Aim of the exercise: Given the material below, return only the lines starting at the line with "2], &[8, 8, 8]).is_err());" and ending at the line with "let bases = (0..slots).map(|_|", exactly as they appear.

Material for this exercise:
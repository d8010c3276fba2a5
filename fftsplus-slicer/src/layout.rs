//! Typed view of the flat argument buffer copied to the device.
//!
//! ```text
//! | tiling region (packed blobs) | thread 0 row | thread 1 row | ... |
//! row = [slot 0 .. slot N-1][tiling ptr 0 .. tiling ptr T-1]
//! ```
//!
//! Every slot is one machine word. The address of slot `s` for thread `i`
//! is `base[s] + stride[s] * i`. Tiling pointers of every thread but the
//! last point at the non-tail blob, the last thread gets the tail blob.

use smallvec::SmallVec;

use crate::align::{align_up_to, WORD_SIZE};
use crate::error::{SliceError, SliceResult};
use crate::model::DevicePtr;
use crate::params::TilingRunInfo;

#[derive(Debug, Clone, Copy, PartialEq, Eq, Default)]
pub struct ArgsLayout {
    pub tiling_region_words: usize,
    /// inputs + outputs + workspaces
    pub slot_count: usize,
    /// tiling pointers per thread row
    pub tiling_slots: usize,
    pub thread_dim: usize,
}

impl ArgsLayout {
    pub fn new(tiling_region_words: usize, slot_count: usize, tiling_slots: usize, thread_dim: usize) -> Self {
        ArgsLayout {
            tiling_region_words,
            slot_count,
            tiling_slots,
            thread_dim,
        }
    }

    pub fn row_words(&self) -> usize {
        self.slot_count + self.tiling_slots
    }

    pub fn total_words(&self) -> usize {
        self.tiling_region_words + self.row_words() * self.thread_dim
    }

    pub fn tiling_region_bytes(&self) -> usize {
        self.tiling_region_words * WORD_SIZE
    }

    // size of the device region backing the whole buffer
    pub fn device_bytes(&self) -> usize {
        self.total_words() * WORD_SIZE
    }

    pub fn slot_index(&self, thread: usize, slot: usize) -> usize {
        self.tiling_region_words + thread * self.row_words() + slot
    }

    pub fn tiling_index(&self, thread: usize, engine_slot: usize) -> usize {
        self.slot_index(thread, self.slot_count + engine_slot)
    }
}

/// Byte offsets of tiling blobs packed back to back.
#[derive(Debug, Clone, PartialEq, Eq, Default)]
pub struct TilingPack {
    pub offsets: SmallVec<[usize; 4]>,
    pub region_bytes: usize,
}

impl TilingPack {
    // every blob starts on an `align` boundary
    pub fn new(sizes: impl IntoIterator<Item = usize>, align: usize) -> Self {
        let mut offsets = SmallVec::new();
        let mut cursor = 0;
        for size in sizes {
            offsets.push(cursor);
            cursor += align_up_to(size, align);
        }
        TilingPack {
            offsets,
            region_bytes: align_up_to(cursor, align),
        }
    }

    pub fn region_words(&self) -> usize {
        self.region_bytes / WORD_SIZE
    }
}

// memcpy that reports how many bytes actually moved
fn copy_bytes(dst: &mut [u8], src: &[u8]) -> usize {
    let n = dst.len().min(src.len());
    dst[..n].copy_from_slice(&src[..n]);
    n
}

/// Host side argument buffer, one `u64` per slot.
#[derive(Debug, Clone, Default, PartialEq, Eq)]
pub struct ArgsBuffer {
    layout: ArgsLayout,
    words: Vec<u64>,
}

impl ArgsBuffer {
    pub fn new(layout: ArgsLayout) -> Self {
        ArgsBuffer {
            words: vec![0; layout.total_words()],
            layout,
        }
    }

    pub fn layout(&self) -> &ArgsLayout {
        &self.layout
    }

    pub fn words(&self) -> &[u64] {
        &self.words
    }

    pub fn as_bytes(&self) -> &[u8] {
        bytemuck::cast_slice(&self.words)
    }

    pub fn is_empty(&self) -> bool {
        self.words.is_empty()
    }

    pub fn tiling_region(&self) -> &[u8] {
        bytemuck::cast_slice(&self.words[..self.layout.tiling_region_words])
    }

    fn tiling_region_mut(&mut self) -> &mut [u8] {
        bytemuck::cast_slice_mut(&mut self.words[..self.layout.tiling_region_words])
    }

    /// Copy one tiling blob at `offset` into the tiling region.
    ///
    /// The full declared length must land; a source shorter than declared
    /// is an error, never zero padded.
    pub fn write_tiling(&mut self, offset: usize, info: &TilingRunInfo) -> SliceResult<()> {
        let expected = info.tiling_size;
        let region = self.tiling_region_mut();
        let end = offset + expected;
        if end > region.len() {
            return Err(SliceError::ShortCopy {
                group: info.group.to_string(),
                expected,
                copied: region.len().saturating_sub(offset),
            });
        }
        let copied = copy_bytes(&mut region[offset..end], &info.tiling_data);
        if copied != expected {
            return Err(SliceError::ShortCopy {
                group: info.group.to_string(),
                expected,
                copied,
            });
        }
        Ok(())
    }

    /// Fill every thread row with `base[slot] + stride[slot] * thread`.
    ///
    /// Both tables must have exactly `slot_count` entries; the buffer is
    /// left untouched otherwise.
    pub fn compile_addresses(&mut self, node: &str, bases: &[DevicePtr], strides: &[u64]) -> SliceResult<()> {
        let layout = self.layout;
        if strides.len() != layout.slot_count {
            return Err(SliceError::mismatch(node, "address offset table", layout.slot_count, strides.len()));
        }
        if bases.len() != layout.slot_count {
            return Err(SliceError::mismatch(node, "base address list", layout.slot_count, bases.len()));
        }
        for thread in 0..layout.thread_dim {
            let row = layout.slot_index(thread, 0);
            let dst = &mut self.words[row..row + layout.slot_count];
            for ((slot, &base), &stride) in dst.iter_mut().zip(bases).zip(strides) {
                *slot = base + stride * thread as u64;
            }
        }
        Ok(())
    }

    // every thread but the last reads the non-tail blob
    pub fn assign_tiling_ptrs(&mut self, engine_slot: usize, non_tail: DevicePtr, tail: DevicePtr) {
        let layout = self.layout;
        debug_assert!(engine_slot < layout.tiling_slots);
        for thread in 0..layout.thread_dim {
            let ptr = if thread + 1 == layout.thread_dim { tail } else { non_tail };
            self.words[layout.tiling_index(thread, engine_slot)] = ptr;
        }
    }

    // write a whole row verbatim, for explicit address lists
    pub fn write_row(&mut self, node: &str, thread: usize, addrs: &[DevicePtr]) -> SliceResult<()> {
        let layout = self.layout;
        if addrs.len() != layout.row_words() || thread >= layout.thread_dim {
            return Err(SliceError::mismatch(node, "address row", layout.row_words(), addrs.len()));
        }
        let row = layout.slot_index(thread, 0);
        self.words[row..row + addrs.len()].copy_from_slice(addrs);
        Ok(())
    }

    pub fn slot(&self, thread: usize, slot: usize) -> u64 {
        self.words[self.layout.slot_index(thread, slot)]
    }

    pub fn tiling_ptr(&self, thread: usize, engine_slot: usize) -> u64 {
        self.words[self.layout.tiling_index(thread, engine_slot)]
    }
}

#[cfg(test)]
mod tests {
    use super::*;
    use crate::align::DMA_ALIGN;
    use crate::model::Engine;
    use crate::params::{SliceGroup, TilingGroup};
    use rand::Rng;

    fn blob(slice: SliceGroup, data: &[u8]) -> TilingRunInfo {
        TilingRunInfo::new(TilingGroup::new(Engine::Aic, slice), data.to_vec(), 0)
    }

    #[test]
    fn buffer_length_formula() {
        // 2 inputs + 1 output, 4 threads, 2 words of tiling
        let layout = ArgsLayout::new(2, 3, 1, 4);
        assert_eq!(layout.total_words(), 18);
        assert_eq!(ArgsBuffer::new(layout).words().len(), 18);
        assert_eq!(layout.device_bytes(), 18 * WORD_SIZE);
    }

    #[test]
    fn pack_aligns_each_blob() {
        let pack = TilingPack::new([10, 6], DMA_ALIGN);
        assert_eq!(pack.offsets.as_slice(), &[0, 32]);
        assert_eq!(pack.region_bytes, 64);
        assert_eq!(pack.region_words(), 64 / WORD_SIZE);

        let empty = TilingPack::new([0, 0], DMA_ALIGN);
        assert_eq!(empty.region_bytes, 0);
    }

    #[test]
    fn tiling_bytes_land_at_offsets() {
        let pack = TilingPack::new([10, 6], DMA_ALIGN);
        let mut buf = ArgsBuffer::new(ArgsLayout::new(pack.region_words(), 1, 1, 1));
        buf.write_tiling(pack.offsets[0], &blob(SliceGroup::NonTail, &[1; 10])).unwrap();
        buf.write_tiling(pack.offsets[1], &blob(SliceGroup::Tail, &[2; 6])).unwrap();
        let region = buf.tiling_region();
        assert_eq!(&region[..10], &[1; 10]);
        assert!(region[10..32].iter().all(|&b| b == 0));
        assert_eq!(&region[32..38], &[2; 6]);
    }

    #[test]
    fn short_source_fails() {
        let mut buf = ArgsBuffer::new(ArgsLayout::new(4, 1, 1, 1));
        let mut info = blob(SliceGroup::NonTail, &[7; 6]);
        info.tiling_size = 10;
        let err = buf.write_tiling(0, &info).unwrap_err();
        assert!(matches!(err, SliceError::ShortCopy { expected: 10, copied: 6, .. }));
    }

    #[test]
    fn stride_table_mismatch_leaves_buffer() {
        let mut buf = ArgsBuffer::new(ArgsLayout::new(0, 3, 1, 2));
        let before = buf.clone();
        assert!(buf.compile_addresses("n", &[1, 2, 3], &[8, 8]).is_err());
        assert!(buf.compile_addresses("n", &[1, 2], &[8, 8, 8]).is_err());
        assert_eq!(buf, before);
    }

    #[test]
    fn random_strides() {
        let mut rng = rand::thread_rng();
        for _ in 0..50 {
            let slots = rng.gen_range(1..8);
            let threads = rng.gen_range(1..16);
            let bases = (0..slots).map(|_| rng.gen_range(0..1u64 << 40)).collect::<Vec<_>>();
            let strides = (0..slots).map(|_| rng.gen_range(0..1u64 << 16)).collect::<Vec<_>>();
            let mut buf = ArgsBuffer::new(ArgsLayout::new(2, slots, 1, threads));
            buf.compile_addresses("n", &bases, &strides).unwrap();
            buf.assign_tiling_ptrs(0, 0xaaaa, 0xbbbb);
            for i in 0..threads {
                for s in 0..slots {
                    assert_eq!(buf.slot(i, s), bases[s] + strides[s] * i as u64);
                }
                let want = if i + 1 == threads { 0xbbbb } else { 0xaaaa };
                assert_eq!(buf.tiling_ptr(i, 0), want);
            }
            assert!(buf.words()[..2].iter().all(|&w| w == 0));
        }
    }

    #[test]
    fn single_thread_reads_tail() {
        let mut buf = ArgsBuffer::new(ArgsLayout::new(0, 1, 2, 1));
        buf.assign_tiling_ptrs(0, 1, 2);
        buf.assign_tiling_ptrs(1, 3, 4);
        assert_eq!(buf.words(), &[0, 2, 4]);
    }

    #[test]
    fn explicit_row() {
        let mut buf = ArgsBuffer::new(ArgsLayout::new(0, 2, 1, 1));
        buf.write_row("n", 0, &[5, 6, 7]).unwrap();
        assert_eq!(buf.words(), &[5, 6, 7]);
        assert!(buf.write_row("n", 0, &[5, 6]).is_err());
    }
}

Finished task:
        assert!(buf.compile_addresses("n", &[1, 2], &[8, 8, 8]).is_err());
        assert_eq!(buf, before);
    }

    #[test]
    fn random_strides() {
        let mut rng = rand::thread_rng();
        for _ in 0..50 {
            let slots = rng.gen_range(1..8);
            let threads = rng.gen_range(1..16);
            let bases = (0..slots).map(|_| rng.gen_range(0..1u64 << 40)).collect::<Vec<_>>();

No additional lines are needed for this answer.